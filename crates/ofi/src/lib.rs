//! A vendor-neutral fabric interface: reliable-datagram endpoints with
//! tagged messaging and one-sided RMA, completion queues, address vectors
//! and memory registration.
//!
//! The trait surface mirrors what a libfabric-style library provides; the
//! [`loopback`] module implements it in-process for local development and
//! tests.

use std::os::unix::io::RawFd;
use std::sync::Arc;
use std::time::Duration;

mod types;
pub use types::*;

pub mod loopback;

#[derive(Debug, thiserror::Error)]
pub enum FabricError {
    #[error("resource temporarily unavailable")]
    Again,
    #[error("operation canceled")]
    Canceled,
    #[error("address not available")]
    AddrNotAvail,
    #[error("buffer too small, {0} bytes required")]
    TooSmall(usize),
    #[error("input/output error")]
    Io,
    #[error("no such entry")]
    NoEntry,
    #[error("interrupted")]
    Interrupted,
    #[error("timed out")]
    TimedOut,
    #[error("not supported")]
    Unsupported,
    #[error("{0}")]
    Other(String),
}

pub type Result<T> = std::result::Result<T, FabricError>;

/// Entry point of a loaded fabric library.
pub trait Interface: Send + Sync {
    /// Query providers matching the given hints.
    fn getinfo(&self, hints: &Hints) -> Result<Vec<Info>>;

    /// Open a fabric instance for a provider description.
    fn open_fabric(&self, info: &Info) -> Result<Arc<dyn Fabric>>;
}

pub trait Fabric: Send + Sync {
    fn open_domain(&self, info: &Info) -> Result<Arc<dyn Domain>>;

    fn open_wait_set(&self) -> Result<Arc<dyn WaitSet>>;

    /// Whether it is currently safe to block on the given queues.
    fn try_wait(&self, cqs: &[Arc<dyn CompletionQueue>]) -> Result<bool>;
}

pub trait Domain: Send + Sync {
    fn open_av(&self, attr: AvAttr) -> Result<Arc<dyn AddressVector>>;

    fn open_cq(&self, attr: CqAttr) -> Result<Arc<dyn CompletionQueue>>;

    fn open_endpoint(&self, info: &Info) -> Result<Arc<dyn Endpoint>>;

    fn open_scalable_endpoint(&self, info: &Info) -> Result<Arc<dyn Endpoint>>;

    /// Register `[base, base + len)` for the given access. A zero
    /// `requested_key` (or a provider that owns key selection) lets the
    /// provider choose the key.
    ///
    /// The region is deregistered when the returned handle is dropped.
    fn register(
        &self,
        base: u64,
        len: u64,
        access: Access,
        requested_key: u64,
    ) -> Result<Arc<dyn MemoryRegion>>;
}

pub trait AddressVector: Send + Sync {
    fn insert(&self, addr: &[u8]) -> Result<FiAddr>;

    fn remove(&self, addr: FiAddr) -> Result<()>;

    fn lookup(&self, addr: FiAddr) -> Result<Vec<u8>>;

    /// Render a native address as the provider's printable form.
    fn straddr(&self, addr: &[u8]) -> String;
}

pub trait MemoryRegion: Send + Sync {
    /// The remote key of the region.
    fn key(&self) -> u64;
}

pub trait WaitSet: Send + Sync {
    /// Returns false when the timeout elapsed with nothing to report.
    fn wait(&self, timeout: Duration) -> Result<bool>;
}

pub trait CompletionQueue: Send + Sync {
    fn read_from(&self, max: usize) -> Result<CqRead>;

    fn read_err(&self) -> Result<CqError>;

    /// Wake any thread blocked in `wait`.
    fn signal(&self);

    /// A pollable file descriptor, if the queue was opened with an fd
    /// wait object and the provider can produce one.
    fn wait_fd(&self) -> Option<RawFd>;

    /// Returns false when the timeout elapsed with nothing to report.
    fn wait(&self, timeout: Duration) -> Result<bool>;

    /// Provider-internal downcasting support for bind operations.
    fn as_any(self: Arc<Self>) -> Arc<dyn std::any::Any + Send + Sync>;
}

pub trait Endpoint: Send + Sync {
    fn bind_cq(&self, cq: &Arc<dyn CompletionQueue>, tx: bool, rx: bool) -> Result<()>;

    fn bind_av(&self, av: &Arc<dyn AddressVector>) -> Result<()>;

    fn enable(&self) -> Result<()>;

    /// Copy the endpoint's native source address into `buf`, returning its
    /// length. Fails with `TooSmall(len)` when `buf` cannot hold it.
    fn getname(&self, buf: &mut [u8]) -> Result<usize>;

    /// Transmit subcontext of a scalable endpoint.
    fn tx_context(&self, index: u8) -> Result<Arc<dyn Endpoint>>;

    /// Receive subcontext of a scalable endpoint.
    fn rx_context(&self, index: u8) -> Result<Arc<dyn Endpoint>>;

    /// Request cancellation of the posted operation identified by
    /// `cookie`. Asynchronous: the outcome is reported through the CQ.
    fn cancel(&self, cookie: u64) -> Result<()>;

    /// Post a tagged send.
    ///
    /// # Safety
    /// `buf .. buf + len` must remain valid and untouched until the
    /// completion for `cookie` is harvested.
    unsafe fn tsend(
        &self,
        buf: *const u8,
        len: usize,
        dest: FiAddr,
        tag: u64,
        cookie: u64,
    ) -> Result<()>;

    /// Post a tagged receive matching `tag` under `ignore`.
    ///
    /// # Safety
    /// `buf .. buf + len` must remain valid and unaliased until the
    /// completion (or cancel event) for `cookie` is harvested.
    unsafe fn trecv(
        &self,
        buf: *mut u8,
        len: usize,
        src: FiAddr,
        tag: u64,
        ignore: u64,
        cookie: u64,
    ) -> Result<()>;

    /// Post a one-sided write described by `msg`.
    ///
    /// # Safety
    /// The local buffer of `msg` must remain valid until the completion
    /// for `msg.cookie` is harvested.
    unsafe fn writemsg(&self, msg: &RmaMsg, flags: PostFlags) -> Result<()>;

    /// Post a one-sided read described by `msg`.
    ///
    /// # Safety
    /// The local buffer of `msg` must remain valid and unaliased until the
    /// completion for `msg.cookie` is harvested.
    unsafe fn readmsg(&self, msg: &RmaMsg, flags: PostFlags) -> Result<()>;
}
#[test]
fn scalable_contexts_route_by_index() {
    init_tracing();
    let loopback = Loopback::new();
    let (a, a_ctx0, a_q0) = instance_on(loopback.clone(), "sep", 2);
    let a_ctx1_q = CompletionQueue::new();
    let a_ctx1 = a.context_create(1, a_ctx1_q.clone()).unwrap();
    let (b, b_ctx, b_q) = instance_on(loopback, "sep", 1);
    let a_uri = a.addr_to_string(&a.addr_self()).unwrap();

    // Context indices are bounded by max_contexts.
    assert!(matches!(
        a.context_create(2, CompletionQueue::new()),
        Err(Error::OpNotSupported)
    ));

    let recv_op = a.op_create();
    let mut recv_buf = a.msg_buf_alloc(128).unwrap();
    a_ctx1
        .msg_recv_unexpected(&recv_op, noop(), &mut recv_buf)
        .unwrap();

    let addr_a = b.addr_lookup2(&a_uri).unwrap();
    let header = b.msg_get_unexpected_header_size();
    let mut send_buf = b.msg_buf_alloc(header + 1).unwrap();
    b.msg_init_unexpected(&mut send_buf).unwrap();
    send_buf[header] = 0x77;
    let send_op = b.op_create();
    b_ctx
        .msg_send_unexpected(&send_op, noop(), &send_buf, header + 1, &addr_a, 1, 5)
        .unwrap();
    progress_until(&b_ctx, &b_q, 1);

    // The message lands on context 1, not context 0.
    progress_until(&a_ctx1, &a_ctx1_q, 1);
    let completion = a_ctx1_q.pop().unwrap();
    assert!(completion.result().is_ok());
    assert!(matches!(
        completion.info(),
        CompletionInfo::RecvUnexpected { .. }
    ));
    assert!(matches!(a_ctx0.progress(0), Err(Error::Timeout)));
    assert!(a_q0.is_empty());

    a_ctx1.destroy().unwrap();
}

#[test]
fn message_size_bounds() {
    let (class, context, _queue) = instance("bounds");

    // Requests above the block size never reach the fabric.
    assert!(matches!(
        class.msg_buf_alloc(class.msg_get_max_unexpected_size() + 1),
        Err(Error::MsgSize)
    ));

    let dest = class.addr_lookup2("sockets://127.0.0.1:4300").unwrap();
    let buf = class.msg_buf_alloc(64).unwrap();
    let op = class.op_create();
    let oversize = class.msg_get_max_unexpected_size() + 1;
    assert!(matches!(
        context.msg_send_unexpected(&op, noop(), &buf, oversize, &dest, 0, 1),
        Err(Error::MsgSize)
    ));
    // The failed post left the op reusable.
    assert!(op.is_completed());

    // Zero-timeout progress never blocks.
    let started = Instant::now();
    assert!(matches!(context.progress(0), Err(Error::Timeout)));
    assert!(started.elapsed() < Duration::from_millis(100));
}
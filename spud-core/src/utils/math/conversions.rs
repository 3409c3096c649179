//! Unit conversions between physical setpoints and motor shaft angles.
//!
//! # Example
//! ```rust
//! use spud_core::utils::math::conversions::{sprocket_circumference_mm, mm_to_degrees};
//! let circumference = sprocket_circumference_mm(12.7, 12.0);
//! let degrees = mm_to_degrees(500.0, circumference);
//! assert!(degrees > 1000.0);
//! ```

use core::f64::consts::PI;

/// Pitch circumference of a chain sprocket.
///
/// The pitch diameter of a sprocket with `teeth` teeth on chain of pitch `pitch_mm` is
/// `pitch / sin(π / teeth)`.
pub fn sprocket_circumference_mm(pitch_mm: f64, teeth: f64) -> f64 {
    let pitch_diameter = pitch_mm / libm::sin(PI / teeth);
    pitch_diameter * PI
}

/// Linear travel to shaft rotation.
pub fn mm_to_degrees(mm: f64, circumference_mm: f64) -> f64 {
    (mm / circumference_mm) * 360.0
}

/// Shaft rotation to linear travel.
pub fn degrees_to_mm(degrees: f64, circumference_mm: f64) -> f64 {
    (degrees / 360.0) * circumference_mm
}

/// Motor degrees needed to roll a wheel `distance_mm` along the ground.
///
/// `gear_ratio` is motor turns per wheel turn.
pub fn wheel_travel_to_motor_degrees(
    distance_mm: f64,
    wheel_circumference_mm: f64,
    gear_ratio: f64,
) -> f64 {
    mm_to_degrees(distance_mm, wheel_circumference_mm) * gear_ratio
}

/// Arc each side of a skid-steer base travels while spinning in place by `angle_deg`.
///
/// The wheels scrub around a circle whose diameter is the diagonal between opposite contact
/// patches.
pub fn turn_arc_mm(angle_deg: f64, track_width_mm: f64, wheel_base_mm: f64) -> f64 {
    let turning_diameter = libm::hypot(track_width_mm, wheel_base_mm);
    PI * turning_diameter * angle_deg / 360.0
}

/// Wrap any angle into `[0, 360)`.
pub fn wrap_heading(degrees: f64) -> f64 {
    let wrapped = degrees % 360.0;
    if wrapped < 0.0 {
        wrapped + 360.0
    } else {
        wrapped
    }
}

/// Signed shortest rotation from `from` to `to`, in `(-180, 180]`. Positive is clockwise.
pub fn heading_error(from: f64, to: f64) -> f64 {
    let delta = wrap_heading(to - from);
    if delta > 180.0 {
        delta - 360.0
    } else {
        delta
    }
}

/// Scale a pair of outputs down so neither exceeds `max` in magnitude, keeping their ratio.
pub fn desaturate(values: [f64; 2], max: f64) -> [f64; 2] {
    let largest = libm::fabs(values[0]).max(libm::fabs(values[1]));
    if largest > max {
        [values[0] * max / largest, values[1] * max / largest]
    } else {
        values
    }
}
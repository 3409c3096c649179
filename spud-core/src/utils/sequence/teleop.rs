//! Driver-control mapping from controller state to commands.

use super::{DriveCommand, ElevatorCommand, IntakeCommand, SystemCommand};
use crate::utils::hal::Direction;

/// Voltage applied to the lift and the claw while their buttons are held.
pub const MANUAL_VOLTS: f64 = 4.0;

/// Snapshot of the controller inputs used by driver control.
///
/// Axes are in percent, -100 to 100.
#[derive(Debug, Clone, Copy, Default, PartialEq)]
pub struct Gamepad {
    /// Right stick horizontal; turns the robot.
    pub axis1: f64,
    /// Left stick vertical; drives forward and back.
    pub axis3: f64,
    pub button_x: bool,
    pub button_b: bool,
    pub button_y: bool,
    pub button_a: bool,
}

/// One tick of driver control: arcade drive, then the lift, then the claw.
///
/// X raises and B lowers the lift; Y opens and A closes the claw. With neither button of a
/// pair held, that mechanism is stopped. X and Y win over B and A.
pub fn teleop_commands(pad: &Gamepad) -> [SystemCommand; 3] {
    let drive = SystemCommand::D(DriveCommand::Arcade {
        linear: pad.axis3,
        rotate: pad.axis1,
    });

    let elevator = SystemCommand::E(match held(pad.button_x, pad.button_b) {
        Some(direction) => ElevatorCommand::SetVoltage {
            direction,
            volts: MANUAL_VOLTS,
        },
        None => ElevatorCommand::Stop,
    });

    let intake = SystemCommand::I(match held(pad.button_y, pad.button_a) {
        Some(direction) => IntakeCommand::SetVoltage {
            direction,
            volts: MANUAL_VOLTS,
        },
        None => IntakeCommand::Stop,
    });

    [drive, elevator, intake]
}

fn held(forward: bool, reverse: bool) -> Option<Direction> {
    if forward {
        Some(Direction::Forward)
    } else if reverse {
        Some(Direction::Reverse)
    } else {
        None
    }
}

+++

_What you need to do:_ Output the first line of the entries above and every line after it, exactly as written, ending with the line that contains "fn open_av(&self, attr: AvAttr)".

_Expected answer:_
filename crates/ofi/src/lib.rs
//! A vendor-neutral fabric interface: reliable-datagram endpoints with
//! tagged messaging and one-sided RMA, completion queues, address vectors
//! and memory registration.
//!
//! The trait surface mirrors what a libfabric-style library provides; the
//! [`loopback`] module implements it in-process for local development and
//! tests.

use std::os::unix::io::RawFd;
use std::sync::Arc;
use std::time::Duration;

mod types;
pub use types::*;

pub mod loopback;

#[derive(Debug, thiserror::Error)]
pub enum FabricError {
    #[error("resource temporarily unavailable")]
    Again,
    #[error("operation canceled")]
    Canceled,
    #[error("address not available")]
    AddrNotAvail,
    #[error("buffer too small, {0} bytes required")]
    TooSmall(usize),
    #[error("input/output error")]
    Io,
    #[error("no such entry")]
    NoEntry,
    #[error("interrupted")]
    Interrupted,
    #[error("timed out")]
    TimedOut,
    #[error("not supported")]
    Unsupported,
    #[error("{0}")]
    Other(String),
}

pub type Result<T> = std::result::Result<T, FabricError>;

/// Entry point of a loaded fabric library.
pub trait Interface: Send + Sync {
    /// Query providers matching the given hints.
    fn getinfo(&self, hints: &Hints) -> Result<Vec<Info>>;

    /// Open a fabric instance for a provider description.
    fn open_fabric(&self, info: &Info) -> Result<Arc<dyn Fabric>>;
}

pub trait Fabric: Send + Sync {
    fn open_domain(&self, info: &Info) -> Result<Arc<dyn Domain>>;

    fn open_wait_set(&self) -> Result<Arc<dyn WaitSet>>;

    /// Whether it is currently safe to block on the given queues.
    fn try_wait(&self, cqs: &[Arc<dyn CompletionQueue>]) -> Result<bool>;
}

pub trait Domain: Send + Sync {
    fn open_av(&self, attr: AvAttr) -> Result<Arc<dyn AddressVector>>;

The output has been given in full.